Author, year | Center/country | Number of MIEP patients, n | Procedure Type | Organs resected | Median operative time | Median EBL, ml | Conversion | Median LOS, days | Morbidity | Remarks |
---|---|---|---|---|---|---|---|---|---|---|
Giulianotti et al., 2011[19] | Illinois, USA | 5 | 3 RDP, 2 RPD | 2 Celiac trunk, 3 PV | 400 (310-460) | 200 (150-300) | 0/5 | 11±2* | 1 perforated duodenal ulcer, 1 grade A pancreatic fistula, 1 intraabdominal collection | |
Kendrick and Sclabas 2011[20] | Mayo Clinic, USA | 11 | 9 TLPD, 2 RLPD | 6 SMV, 3 PV, 2 both SMV and PV | 413 (301-666) | 500 (75-2800) | 1/11 | 7 (4-35) | 6 pancreatic leak, 3 post-operative anemia/bleeding, 2 arrhythmia, 1 transient renal failure, 1 delayed gastric emptying | 9/10 R0 resection, 1 chronic pancreatitis |
Croome et al. 2015[21] | Mayo Clinic, USA | 31 | 29 TLPD, 2 RLPD | 10 PV, 11 SMV, 1 Arterial, 9 Multiple | 465±86* | 841.8±994.8* | 4/31 | 6 (4-118) | 11/31 any complication; 2 grade 3 and above | 29/31 R0 resection. 1/31 (3.2%) 30-day mortality rate |
*Mean values.

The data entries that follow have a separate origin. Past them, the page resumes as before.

// crates/sync/src/coordinator.rs
//! The migration state coordinator: single source of truth for the
//! job set and the current job. Issues commands against the migration
//! control surface, merges realtime events and poll results through
//! the one merge path, and reports outcomes on the notification queue.

use std::sync::{Arc, Mutex, RwLock};
use std::time::Duration;

use thiserror::Error;
use tokio::sync::{mpsc, watch};
use tracing::{debug, error, info, warn};

use mailshift_api::{ApiError, Backend};
use mailshift_notify::{NotificationId, Notifier};
use mailshift_session::SessionStore;
use mailshift_types::{Job, JobStatus, JobUpdate, MergeOutcome, MigrationCategory};

use crate::board::JobBoard;
use crate::link::{LinkState, RealtimeLink};

/// Failures from coordinator commands. By the time one of these is
/// returned the user-facing notification has already been posted.
#[derive(Debug, Error)]
pub enum CommandError {
    #[error("not signed in")]
    NotSignedIn,

    /// One or both provider authorization slots are empty. No remote
    /// call is made in this case.
    #[error("OAuth tokens not found. Please connect both accounts.")]
    MissingAuthorization,

    /// The control surface answered without a job id.
    #[error("{0}")]
    Rejected(String),

    #[error(transparent)]
    Api(#[from] ApiError),
}

#[derive(Debug, Clone)]
pub struct CoordinatorConfig {
    /// Delay before the confirmation / reconciliation poll that
    /// follows a control command.
    pub reconcile_delay: Duration,
}

impl Default for CoordinatorConfig {
    fn default() -> Self {
        Self {
            reconcile_delay: Duration::from_secs(1),
        }
    }
}

pub struct Coordinator {
    session: Arc<SessionStore>,
    backend: Backend,
    notifier: Notifier,
    link: Arc<RealtimeLink>,
    board: RwLock<JobBoard>,
    /// The sticky "migration in progress" toast, dismissed on the
    /// first terminal outcome.
    migrating_toast: Mutex<Option<NotificationId>>,
    config: CoordinatorConfig,
}

impl Coordinator {
    pub fn new(
        session: Arc<SessionStore>,
        backend: Backend,
        notifier: Notifier,
        link: Arc<RealtimeLink>,
    ) -> Self {
        Self::with_config(session, backend, notifier, link, CoordinatorConfig::default())
    }

    pub fn with_config(
        session: Arc<SessionStore>,
        backend: Backend,
        notifier: Notifier,
        link: Arc<RealtimeLink>,
        config: CoordinatorConfig,
    ) -> Self {
        Self {
            session,
            backend,
            notifier,
            link,
            board: RwLock::new(JobBoard::new()),
            migrating_toast: Mutex::new(None),
            config,
        }
    }

    // ── realtime wiring ──────────────────────────────────────────────

    /// Wire the realtime link to this coordinator and open it for the
    /// signed-in identity. Call once per identity change; `establish`
    /// itself is idempotent for the same identity.
    pub fn connect(self: &Arc<Self>) -> Result<(), CommandError> {
        let session = self.session.session().ok_or(CommandError::NotSignedIn)?;
        self.attach();
        self.link.establish(&session.identity, Some(&session.token));
        Ok(())
    }

    /// Manual reconnect affordance: tear the link down and establish a
    /// fresh connection with the still-valid session credential.
    pub fn reconnect(&self) -> Result<(), CommandError> {
        let session = self.session.session().ok_or(CommandError::NotSignedIn)?;
        info!("reconnecting realtime link");
        self.link.force_reconnect();
        self.link.establish(&session.identity, Some(&session.token));
        Ok(())
    }

    /// Detach from the link and close it (sign-out / disposal).
    pub fn disconnect(&self) {
        self.link.clear_handler();
        self.link.teardown();
    }

    pub fn link_state(&self) -> watch::Receiver<LinkState> {
        self.link.state()
    }

    pub fn is_connected(&self) -> bool {
        self.link.is_connected()
    }

    /// Register the long-lived event handler and spawn the pump that
    /// drives events through the merge path. Re-attaching replaces the
    /// handler, so the previous pump drains and exits; events are
    /// never delivered twice.
    fn attach(self: &Arc<Self>) {
        let (tx, mut rx) = mpsc::unbounded_channel::<JobUpdate>();
        self.link.set_handler(move |update| {
            let _ = tx.send(update);
        });
        let weak = Arc::downgrade(self);
        tokio::spawn(async move {
            while let Some(update) = rx.recv().await {
                let Some(coordinator) = weak.upgrade() else {
                    break;
                };
                coordinator.apply_event(update).await;
            }
            debug!("event pump stopped");
        });
    }

    // ── state snapshots ──────────────────────────────────────────────

    pub fn jobs(&self) -> Vec<Job> {
        self.with_board(|board| board.jobs().to_vec())
    }

    pub fn current_job(&self) -> Option<Job> {
        self.with_board(|board| board.current().cloned())
    }

    /// Explicit "new migration" reset; the job set is untouched.
    pub fn reset_current(&self) {
        self.with_board_mut(|board| board.clear_current());
    }

    // ── operations ───────────────────────────────────────────────────

    /// Fetch the authoritative job set and replace the local one
    /// wholesale. On failure the local set is left unchanged and an
    /// empty set is returned.
    pub async fn list_jobs(&self) -> Vec<Job> {
        let Some(session) = self.session.session() else {
            return Vec::new();
        };
        match self
            .backend
            .status
            .user_jobs(&session.token, &session.identity.user_id)
            .await
        {
            Ok(jobs) => {
                debug!(count = jobs.len(), "job list refreshed");
                self.with_board_mut(|board| board.replace_all(jobs.clone()));
                jobs
            }
            Err(e) => {
                warn!(error = %e, "failed to fetch user jobs");
                self.notifier.error("Failed to load migration history");
                Vec::new()
            }
        }
    }

    /// Start a migration. Requires both provider authorization slots;
    /// fails fast with zero remote calls otherwise. On success a
    /// placeholder current job is installed immediately (the one place
    /// local state is fabricated ahead of confirmation) and a
    /// confirmation poll is scheduled.
    pub async fn start_migration(
        self: &Arc<Self>,
        category: MigrationCategory,
    ) -> Result<String, CommandError> {
        let Some(session) = self.session.session() else {
            self.notifier.error("Please sign in first");
            return Err(CommandError::NotSignedIn);
        };
        let tokens = self.session.provider_tokens();
        let (Some(outlook), Some(gmail)) = (tokens.outlook, tokens.gmail) else {
            self.notifier
                .error("OAuth tokens not found. Please connect both accounts.");
            return Err(CommandError::MissingAuthorization);
        };

        let toast = self
            .notifier
            .loading(format!("Starting {category} migration..."));
        self.set_toast(toast);

        match self
            .backend
            .migration
            .start(
                &session.token,
                category,
                &outlook.access_token,
                &gmail.access_token,
            )
            .await
        {
            Ok(response) => match response.job_id {
                Some(job_id) => {
                    info!(%job_id, %category, "migration started");
                    self.with_board_mut(|board| {
                        board.set_current(Job::placeholder(&job_id, category))
                    });
                    self.schedule_reconcile(&job_id);
                    Ok(job_id)
                }
                None => {
                    self.dismiss_toast();
                    let message = response
                        .message
                        .unwrap_or_else(|| "Migration start failed".to_string());
                    self.notifier.error(message.clone());
                    Err(CommandError::Rejected(message))
                }
            },
            Err(e) => {
                self.dismiss_toast();
                self.notifier.error(format!("Failed to start migration: {e}"));
                Err(e.into())
            }
        }
    }

    pub async fn pause(self: &Arc<Self>, job_id: &str) -> Result<(), CommandError> {
        let session = self.session.session().ok_or(CommandError::NotSignedIn)?;
        match self.backend.migration.pause(&session.token, job_id).await {
            Ok(_) => {
                self.notifier.info("Migration paused");
                self.schedule_reconcile(job_id);
                Ok(())
            }
            Err(e) => {
                self.notifier.error(format!("Failed to pause migration: {e}"));
                Err(e.into())
            }
        }
    }

    pub async fn resume(self: &Arc<Self>, job_id: &str) -> Result<(), CommandError> {
        let session = self.session.session().ok_or(CommandError::NotSignedIn)?;
        match self.backend.migration.resume(&session.token, job_id).await {
            Ok(_) => {
                self.notifier.info("Migration resumed");
                self.schedule_reconcile(job_id);
                Ok(())
            }
            Err(e) => {
                self.notifier
                    .error(format!("Failed to resume migration: {e}"));
                Err(e.into())
            }
        }
    }

    /// Cancel clears the current-job pointer immediately and refreshes
    /// the job list; the stream's cancelled event then lands on an
    /// already-terminal record and is a no-op.
    pub async fn cancel(self: &Arc<Self>, job_id: &str) -> Result<(), CommandError> {
        let session = self.session.session().ok_or(CommandError::NotSignedIn)?;
        match self.backend.migration.cancel(&session.token, job_id).await {
            Ok(_) => {
                self.notifier.warning("Migration cancelled");
                self.with_board_mut(|board| board.clear_current());
                self.dismiss_toast();
                let _ = self.list_jobs().await;
                Ok(())
            }
            Err(e) => {
                self.notifier
                    .error(format!("Failed to cancel migration: {e}"));
                Err(e.into())
            }
        }
    }

    /// Fetch one job's authoritative state and merge it through the
    /// same path as realtime events. Errors are logged and swallowed.
    /// A result whose job is no longer relevant (current job cleared
    /// or changed, job absent from the list) is discarded.
    pub async fn poll_job_status(&self, job_id: &str) -> Option<Job> {
        let session = self.session.session()?;
        match self
            .backend
            .status
            .job(&session.token, &session.identity.user_id, job_id)
            .await
        {
            Ok(update) => {
                let relevant = self.with_board(|board| {
                    board.current_id() == Some(job_id) || board.contains(job_id)
                });
                if !relevant {
                    debug!(%job_id, "discarding poll result, context moved on");
                    return None;
                }
                let message = update.message.clone();
                let outcome = self.with_board_mut(|board| board.merge(&update));
                self.finish_merge(message.as_deref(), outcome).await;
                self.with_board(|board| {
                    board
                        .current()
                        .filter(|job| job.job_id == job_id)
                        .or_else(|| board.get(job_id))
                        .cloned()
                })
            }
            Err(e) => {
                warn!(%job_id, error = %e, "failed to fetch job status");
                None
            }
        }
    }

    /// Apply one inbound status event: merge, then run the terminal
    /// side effects when this merge moved the job into a terminal
    /// state.
    pub async fn apply_event(&self, update: JobUpdate) {
        debug!(job_id = %update.job_id, status = ?update.status, "status event received");
        let outcome = self.with_board_mut(|board| board.merge(&update));
        self.finish_merge(update.message.as_deref(), outcome).await;
    }

    async fn finish_merge(&self, message: Option<&str>, outcome: MergeOutcome) {
        let Some(terminal) = outcome.entered_terminal else {
            return;
        };
        self.dismiss_toast();
        match terminal {
            JobStatus::Completed => {
                let suffix = message.unwrap_or("").trim();
                let text = if suffix.is_empty() {
                    "Migration completed!".to_string()
                } else {
                    format!("Migration completed! {suffix}")
                };
                self.notifier.success(text);
                // Reconcile whatever fields the stream did not carry.
                let _ = self.list_jobs().await;
            }
            JobStatus::Failed => {
                self.notifier.error(format!(
                    "Migration failed: {}",
                    message.unwrap_or("Unknown error")
                ));
            }
            JobStatus::Cancelled => {
                self.notifier.warning("Migration cancelled");
            }
            other => debug!(status = %other, "non-terminal outcome, nothing to announce"),
        }
    }

    fn schedule_reconcile(self: &Arc<Self>, job_id: &str) {
        let this = Arc::clone(self);
        let job_id = job_id.to_string();
        let delay = self.config.reconcile_delay;
        tokio::spawn(async move {
            tokio::time::sleep(delay).await;
            this.poll_job_status(&job_id).await;
        });
    }

    // ── lock plumbing ────────────────────────────────────────────────

    fn with_board<T>(&self, f: impl FnOnce(&JobBoard) -> T) -> T {
        match self.board.read() {
            Ok(board) => f(&board),
            Err(e) => {
                error!("RwLock poisoned reading job board");
                f(&e.into_inner())
            }
        }
    }

    fn with_board_mut<T>(&self, f: impl FnOnce(&mut JobBoard) -> T) -> T {
        match self.board.write() {
            Ok(mut board) => f(&mut board),
            Err(e) => {
                error!("RwLock poisoned writing job board");
                f(&mut e.into_inner())
            }
        }
    }

    fn set_toast(&self, id: NotificationId) {
        match self.migrating_toast.lock() {
            Ok(mut slot) => *slot = Some(id),
            Err(e) => error!("Mutex poisoned storing toast id: {e}"),
        }
    }

    fn dismiss_toast(&self) {
        let toast = match self.migrating_toast.lock() {
            Ok(mut slot) => slot.take(),
            Err(e) => {
                error!("Mutex poisoned taking toast id: {e}");
                None
            }
        };
        if let Some(id) = toast {
            self.notifier.dismiss(id);
        }
    }
}
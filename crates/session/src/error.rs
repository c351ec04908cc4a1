// crates/session/src/error.rs
use std::path::PathBuf;
use thiserror::Error;

use mailshift_api::ApiError;

#[derive(Debug, Error)]
pub enum SessionError {
    #[error("not signed in")]
    NotSignedIn,

    /// Local validation failure; no remote call was made.
    #[error("{0}")]
    Validation(String),

    /// The server answered, and the answer was no.
    #[error("{0}")]
    Rejected(String),

    #[error(transparent)]
    Api(#[from] ApiError),

    #[error("failed to persist session at {path}: {source}")]
    Persist {
        path: PathBuf,
        #[source]
        source: std::io::Error,
    },
}
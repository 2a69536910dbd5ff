// SPDX-License-Identifier: BUSL-1.1
// Copyright (c) 2026 Alfred Jean LLC

// Allow panic!/unwrap/expect in test code
#![cfg_attr(test, allow(clippy::panic))]
#![cfg_attr(test, allow(clippy::unwrap_used))]
#![cfg_attr(test, allow(clippy::expect_used))]

//! comexe-pack: ZIP self-inspection and the merging packager.
//!
//! The running executable is itself a ZIP archive: the native image comes
//! first and the archive is appended, so the reader locates the central
//! directory from the end of the file and offsets every entry by the
//! archive base. The merger composes new images from inline entries,
//! directories, and other archives under ordered include/exclude rules.

pub mod merge;
pub mod read;
pub mod selfpath;
pub mod write;

pub use merge::{merge, MergeError, MergeReport, MergeSpec, Rule, RuleAction, Source, SourceKind};
pub use read::{EntryInfo, ZipError, ZipReader};
pub use write::ZipWriter;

EBL: Estimated blood loss, LOS: Length-of-stay, RDP: Robotic-assisted Distal Pancreatectomy, RPD: Robotic-assisted Pancreatoduodenectomy, RLPD: Robotic-assisted Laparoscopic Pancreatoduodenectomy, USA: United States of America, MIEP: Minimally-Invasive Surgery for Extended Pancreatectomy, PV: Portal vein
Our initial experience with MIEP seems to support the findings in the literature that MIEP is feasible and safe. To the best of our knowledge, this series is the first to examine MIEP using the ISPGS definition and as such analyses not only vascular resection but also concomitant organ resection. In this study, only one patient experienced a major complication (>Grade 2) which was an early postoperative small bowel obstruction from port-site herniation requiring laparoscopic reduction and port-site repair. There were no clinically significant postoperative pancreatic fistulae or perioperative bleeding requiring re-intervention or open conversion. In three patients who underwent MIPD, we opted to perform open reconstruction as this study represented our initial experience with MIEP. It has previously been shown that the hybrid approach for PD is a safe ‘in between’ approach for surgeons first embarking on MISP.[37,38] Although the procedures in this study were associated with relatively long operative times, this did not seem to have a major impact on the patients’ post-operative outcomes. It is likely that the operative times would reduce as we gained further experience and progress along the learning curve.[9]
CONCLUSION
Based on our initial experience, MISEP although technically challenging and associated with long operative times, is feasible and safe in highly selected cases. Prospective comparative large-scale studies with a long-term follow-up should be performed to determine its superiority over the open approach.
Financial support and sponsorship
Nil.
Conflicts of interest
Dr. Goh has received travel grants and honoraria from Transmedic the local distributor for the Da Vinci Robotic platform.